9% of women aged 16-24 in England are affected by illiteracy and 14% lack basic literacy skills
Credit: Matt Crossick
Lancôme and Oscar-winning actress Kate Winslet are working together to help bring an end to illiteracy among young women in the UK.
Winslet has been an ambassador for the L'Oréal-owned brand for over ten years and, ahead of World Literacy Day on 8 September, conveyed her support for their "shared vision of empowerment".
"Reading and writing, for most of us, is as natural as breathing.
"But for one out of every seven women in the UK it is not.
"Lancôme and The National Literacy Trust want to help disadvantaged women to be able to communicate effectively, and help them to secure their first jobs.
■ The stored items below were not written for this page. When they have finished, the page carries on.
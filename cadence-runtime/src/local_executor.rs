//! In-process executor for development and testing
//!
//! Runs registered async compute functions on tokio tasks inside the engine
//! process, without any external infrastructure. Useful for:
//!
//! - Local development and debugging
//! - Tests that exercise the full claim / dispatch / finalize path
//!
//! ## Limitations
//!
//! - **Single process**: runs die with the process
//! - **Abort-based cancellation**: a cancelled run's task is aborted at its
//!   next await point
//!
//! # Example
//!
//! ```rust,ignore
//! let executor = InProcessExecutor::new();
//! executor.register("raw", |ctx| async move {
//!     Ok(MaterializationOutput::new(format!("raw-{}", ctx.partition_key)))
//! });
//! ```

use crate::executor::{ComputeExecutor, ExecutorError, MaterializationOutput, PollStatus, SubmitRequest};
use async_trait::async_trait;
use cadence_core::{AssetKey, PartitionKey, RunHandle};
use cadence_storage::UpstreamSignature;
use chrono::Utc;
use futures::future::BoxFuture;
use parking_lot::{Mutex, RwLock};
use std::collections::HashMap;
use std::future::Future;
use std::sync::Arc;
use tokio::task::JoinHandle;
use tracing::debug;
use uuid::Uuid;

const EXECUTOR_NAME: &str = "in_process";

/// Inputs handed to a compute function
#[derive(Debug, Clone)]
pub struct ComputeContext {
    pub attempt_id: Uuid,
    pub attempt_number: u32,
    pub asset_key: AssetKey,
    pub partition_key: PartitionKey,
    pub upstream_signatures: Vec<UpstreamSignature>,
}

/// Failure raised by a compute function
#[derive(Debug, Clone, PartialEq, Eq, thiserror::Error)]
pub enum ComputeError {
    #[error("transient: {0}")]
    Transient(String),

    #[error("{0}")]
    Logical(String),
}

type ComputeResult = Result<MaterializationOutput, ComputeError>;
type ComputeFn = Arc<dyn Fn(ComputeContext) -> BoxFuture<'static, ComputeResult> + Send + Sync>;

enum RunState {
    Running(JoinHandle<ComputeResult>),
    Finished(PollStatus),
}

/// Executor running compute functions as tokio tasks
#[derive(Default)]
pub struct InProcessExecutor {
    functions: RwLock<HashMap<AssetKey, ComputeFn>>,
    runs: Mutex<HashMap<String, RunState>>,
}

impl InProcessExecutor {
    pub fn new() -> Self {
        Self::default()
    }

    /// Register the compute function of an asset, replacing any previous one
    pub fn register<F, Fut>(&self, asset: impl Into<AssetKey>, f: F)
    where
        F: Fn(ComputeContext) -> Fut + Send + Sync + 'static,
        Fut: Future<Output = ComputeResult> + Send + 'static,
    {
        let f: ComputeFn = Arc::new(move |ctx| Box::pin(f(ctx)));
        self.functions.write().insert(asset.into(), f);
    }

    /// Number of runs that have not been polled to completion
    pub fn active_runs(&self) -> usize {
        self.runs
            .lock()
            .values()
            .filter(|state| matches!(state, RunState::Running(_)))
            .count()
    }
}

fn status_of(result: Result<ComputeResult, tokio::task::JoinError>) -> PollStatus {
    match result {
        Ok(Ok(output)) => PollStatus::Success(output),
        Ok(Err(ComputeError::Transient(reason))) => PollStatus::TransientFailure(reason),
        Ok(Err(ComputeError::Logical(reason))) => PollStatus::LogicalFailure(reason),
        Err(e) if e.is_cancelled() => PollStatus::LogicalFailure("run was aborted".to_string()),
        Err(e) => PollStatus::LogicalFailure(format!("compute function panicked: {e}")),
    }
}

#[async_trait]
impl ComputeExecutor for InProcessExecutor {
    fn name(&self) -> &str {
        EXECUTOR_NAME
    }

    async fn submit(&self, request: SubmitRequest) -> Result<RunHandle, ExecutorError> {
        let function = self
            .functions
            .read()
            .get(&request.asset_key)
            .cloned()
            .ok_or_else(|| {
                ExecutorError::Rejected(format!(
                    "no compute function registered for {}",
                    request.asset_key
                ))
            })?;

        let ctx = ComputeContext {
            attempt_id: request.attempt_id,
            attempt_number: request.attempt_number,
            asset_key: request.asset_key,
            partition_key: request.partition_key,
            upstream_signatures: request.upstream_signatures,
        };
        let external_id = request.attempt_id.to_string();
        debug!(run = %external_id, "Spawning in-process run of {}[{}]", ctx.asset_key, ctx.partition_key);

        let task = tokio::spawn(function(ctx));
        self.runs
            .lock()
            .insert(external_id.clone(), RunState::Running(task));

        Ok(RunHandle {
            executor: EXECUTOR_NAME.to_string(),
            external_id,
            submitted_at: Utc::now(),
        })
    }

    async fn poll(&self, handle: &RunHandle) -> Result<PollStatus, ExecutorError> {
        let finished = {
            let mut runs = self.runs.lock();
            match runs.get(&handle.external_id) {
                None => return Err(ExecutorError::UnknownHandle(handle.external_id.clone())),
                Some(RunState::Finished(status)) => return Ok(status.clone()),
                Some(RunState::Running(task)) if !task.is_finished() => {
                    return Ok(PollStatus::Pending)
                }
                Some(RunState::Running(_)) => runs.remove(&handle.external_id),
            }
        };

        let Some(RunState::Running(task)) = finished else {
            return Ok(PollStatus::Pending);
        };
        // The task is finished, so this resolves immediately.
        let status = status_of(task.await);
        self.runs
            .lock()
            .insert(handle.external_id.clone(), RunState::Finished(status.clone()));
        Ok(status)
    }

    async fn cancel(&self, handle: &RunHandle) -> Result<(), ExecutorError> {
        match self.runs.lock().remove(&handle.external_id) {
            Some(RunState::Running(task)) => {
                task.abort();
                Ok(())
            }
            Some(RunState::Finished(_)) => Ok(()),
            None => Err(ExecutorError::UnknownHandle(handle.external_id.clone())),
        }
    }
}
"This is one of the reasons why I appreciate the relationship I have with Lancôme as together, we share a deep-rooted desire to support women in being able to fulfil their hopes and dreams, and their individuality."
Lancôme's new partnership with The National Literacy Trust – an independent charity dedicated to raising UK literacy levels – will last for a minimum of three years and give support to young women in disadvantaged communities.
The Words for Work: Women in Leadership partnership will launch in three schools in London, Manchester and Nottingham in the first year.
Teaching staff at these schools will select 25 women aged 16-20, who they think will benefit most from taking part in the full programme.
In March this year, Lancôme announced plans to invest €2m in literacy programmes over the next five years.
The pledge marked Lancôme's first global philanthropic initiative, Write Her Future.
Today, 76 million young women around the world are affected by illiteracy.
Only 44% of young women from the poorest UK communities left school last year with good GCSEs in English and maths.